* [Instructions for the task]
Only lines holding "start" are wanted; copy each of them from the records below.

* * * * * * * * *

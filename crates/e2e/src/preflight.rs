//! Target reachability check

use std::time::{Duration, Instant};

use tokio::time::sleep;
use tracing::{info, warn};

use crate::error::{E2eError, E2eResult};

/// Poll `url` until it answers with a success status or `limit` runs out
pub async fn check_reachable(url: &str, limit: Duration) -> E2eResult<()> {
    let client = reqwest::Client::builder()
        .timeout(limit.min(Duration::from_secs(5)))
        .build()?;

    let start = Instant::now();
    let mut attempts = 0;
    let mut last_problem = String::from("no attempt made");

    while attempts == 0 || start.elapsed() < limit {
        attempts += 1;

        match client.get(url).send().await {
            Ok(resp) if resp.status().is_success() => {
                info!("Target reachable at {}", url);
                return Ok(());
            }
            Ok(resp) => {
                warn!("Preflight returned {}", resp.status());
                last_problem = format!("HTTP {}", resp.status());
            }
            Err(e) => {
                if attempts == 1 {
                    info!("Waiting for {}...", url);
                }
                last_problem = e.to_string();
            }
        }

        sleep(Duration::from_millis(250)).await;
    }

    Err(E2eError::SurfaceUnavailable(format!(
        "{} not reachable after {} attempt(s): {}",
        url, attempts, last_problem
    )))
}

* * * * * * * * *

* [Solution to the problem]
    let start = Instant::now();
    while attempts == 0 || start.elapsed() < limit {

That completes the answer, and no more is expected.